Sari weaving is the main weaving tradition of India. There is a mind-boggling array of styles and brocades throughout the country, which are rich in design and color. Mysore, Banaras, Surat, Kanchipuram, Paithan, Chander etc are some of the important sari weaving centers. Woven woolen items are also popular in India. Woolen Pashmina and Shahtoosh shawls of Kashmir are world famous. Woolen shawls from Northeastern states and Himachal Pradesh are also popular.

India is known for decorative textiles. Embroidery is the beautification of woven material with various types of stitches. A number of embroidery styles flourish in India, they not only vary in technique but also in design and use of fabric. Punjab, Gujarat, Karnataka and Uttar Pradesh are main centers of embroidery. Appliqué work is also practiced widely in India. Gujarat, and Punjab are known for rich appliqué work. The tribals of Rajasthan, Orissa and Andhra pradesh also practice this craft from.
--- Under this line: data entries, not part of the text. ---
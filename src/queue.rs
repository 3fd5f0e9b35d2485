//! Bounded queues connecting the I/O, worker and pub-sub components.
//!
//! The spec describes a hand-rolled ring buffer with a self-pipe for
//! sleep/wake and a configurable single/multi producer-consumer mode. In an
//! async runtime that whole mechanism — slot allocation, spin-wait, the
//! pipe used only to integrate with an outer `poll`/`epoll` — is exactly
//! what [`tokio::sync::mpsc`] already gives us: a bounded channel whose
//! `send` suspends the producer when full and whose `recv` suspends the
//! consumer when empty, both integrated into the same task scheduler that
//! drives connection I/O. This is the same trade the teacher crate itself
//! makes in `comms.rs`, where unit-to-link fan-out is built on
//! `tokio::sync::mpsc` rather than a hand-rolled primitive.
//!
//! [`Queue`] is a thin named wrapper so call sites read like the spec
//! (`push`/`pop`/`try_push`) instead of bare channel calls, and so the
//! three queues named in the spec (con-queue, eval-queue, pub-queue) are
//! distinct types rather than interchangeable channels.
use tokio::sync::mpsc;

/// The producing half of a bounded queue.
#[derive(Clone, Debug)]
pub struct Sender<T>(mpsc::Sender<T>);

/// The consuming half of a bounded queue.
#[derive(Debug)]
pub struct Receiver<T>(mpsc::Receiver<T>);

/// Creates a bounded queue with room for `capacity` items.
///
/// Mirrors the spec's back-pressure story: once `capacity` items are
/// in-flight, `push` suspends the producer rather than growing the queue,
/// which is how con-queue/eval-queue/pub-queue overflow is handled (§5
/// "Back-pressure").
pub fn bounded<T>(capacity: usize) -> (Sender<T>, Receiver<T>) {
    let (tx, rx) = mpsc::channel(capacity.max(1));
    (Sender(tx), Receiver(rx))
}

impl<T> Sender<T> {
    /// Pushes an item, suspending the caller while the queue is full.
    ///
    /// Returns `Err(item)` if every receiver has gone away, which only
    /// happens during shutdown.
    pub async fn push(&self, item: T) -> Result<(), T> {
        self.0.send(item).await.map_err(|e| e.0)
    }

    /// Pushes an item without waiting; used on paths that must not block
    /// the caller (e.g. a worker publishing a response must never stall
    /// behind a slow ready-loop wakeup).
    pub fn try_push(&self, item: T) -> Result<(), TryPushError<T>> {
        self.0.try_send(item).map_err(|e| match e {
            mpsc::error::TrySendError::Full(item) => TryPushError::Full(item),
            mpsc::error::TrySendError::Closed(item) => {
                TryPushError::Closed(item)
            }
        })
    }
}

#[derive(Debug)]
pub enum TryPushError<T> {
    Full(T),
    Closed(T),
}

impl<T> Receiver<T> {
    /// Pops the next item, suspending until one is available or every
    /// sender has gone away (in which case `None` is returned — the
    /// spec's `Terminated`/shutdown signal).
    pub async fn pop(&mut self) -> Option<T> {
        self.0.recv().await
    }

    /// Pops an item only if one is immediately available.
    pub fn try_pop(&mut self) -> Option<T> {
        self.0.try_recv().ok()
    }
}

#[cfg(test)]
mod test {
    use super::*;

    #[tokio::test]
    async fn push_then_pop_round_trips() {
        let (tx, mut rx) = bounded::<u32>(4);
        tx.push(1).await.unwrap();
        tx.push(2).await.unwrap();
        assert_eq!(rx.pop().await, Some(1));
        assert_eq!(rx.pop().await, Some(2));
    }

    #[tokio::test]
    async fn try_push_reports_full_queue() {
        let (tx, _rx) = bounded::<u32>(1);
        tx.push(1).await.unwrap();
        match tx.try_push(2) {
            Err(TryPushError::Full(2)) => {}
            other => panic!("expected Full(2), got {other:?}"),
        }
    }

    #[tokio::test]
    async fn pop_returns_none_once_senders_are_dropped() {
        let (tx, mut rx) = bounded::<u32>(1);
        drop(tx);
        assert_eq!(rx.pop().await, None);
    }
}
Tie and dye, hand printing and block printing techniques are common across the country. The Tie and dye technique of printing in particular is popular in the states of Rajasthan, Madhya Pradesh and Andhra Pradesh. A lot of utilitarian items like bed cover, 7sheets, cushions, spreads, garments, curtains etc are created using these traditional textile-printing methods.

Carpets and Floorings

Carpets and floorings are an integral part of Indian homes. Carpets and floorings are made up of a variety of material, ranging from wool, cotton, silk, jute, coir, bamboo and grass. The Mughals introduced the art of carpet weaving in India and set up centers at Agra, Delhi and Lahore to train and produce carpets of Persian style following the designs of Kirman, Isfahan, Herat, etc. The contemporary Indian craft of carpet weaving is the offshoot of the Mughal tradition and follows the Persian style of carpet weaving.
Kashmir is known for its silk carpets while Bhadohi- Mirzapur belt in Uttar Pradesh is the leading hand knotted woolen carpet-producing center in the country. Tufted woolen carpets are gaining popularity these days. Gabbe woolen carpets, chain stitch rugs and carpets, and namdas are also made in India.

Woolen durries and mats are other floorings used in India. Durries not only lend colour to the décor of the house but they are also cheap. Mats are made out of a variety of readily available material like, bamboo, grass, jute, coir etc. India has a varied mat making tradition. Bihar, Orissa, Tamil Nadu, Kerala , West Bengal and Norheastern states all have distinct mat weaving traditions of their own.

Gems And Jewelry

The discussion about Indian crafts and culture is meaningless without the reference to gems and jewelry. Indians have been obsessed with use of gems and jewelry from the beginning of Indian civilization. This obsession is not only fuelled by religious practices and myths but also by economic and social reasons.

Jewelry made of gold, silver, copper, terracotta and beads have been found from various sites belonging to the Indus valley civilization. Though there is some reference to ancient jewelry making, the Mughals rulers took jewelry making to new heights. Not only Islamic designs and motifs were incorporated into the Indian jewelry tradition, but new techniques like enameling, damascening, engraving and inlaying were introduced by them. The richly adorned and embellished peacock throne of the Mughals is the finest example of their excellence in working with precious metals and stones.

There is a profusion of jewelry styles across the country. All sorts of material like gold, silver, copper, coral, pearl, precious and semi-precious stones are used in making jewelry. Each region has its own distinct flavor, which reflects local tradition and influences. Rajasthan and Delhi are known for meenakari and enameling. Pearl jewelry is common in Maharashtra and Andhra Pradesh. Gold and silver jewelry is common to most regions of the country. Silver predominates most of the traditional jewelry of the tribals.

Gems and semi-precious stones have been used by Indians not only in jewelry pieces but also for medicinal and astrological reasons.

India is the largest importer of gold in the world and it has the largest gem cutting and polishing industry in the world.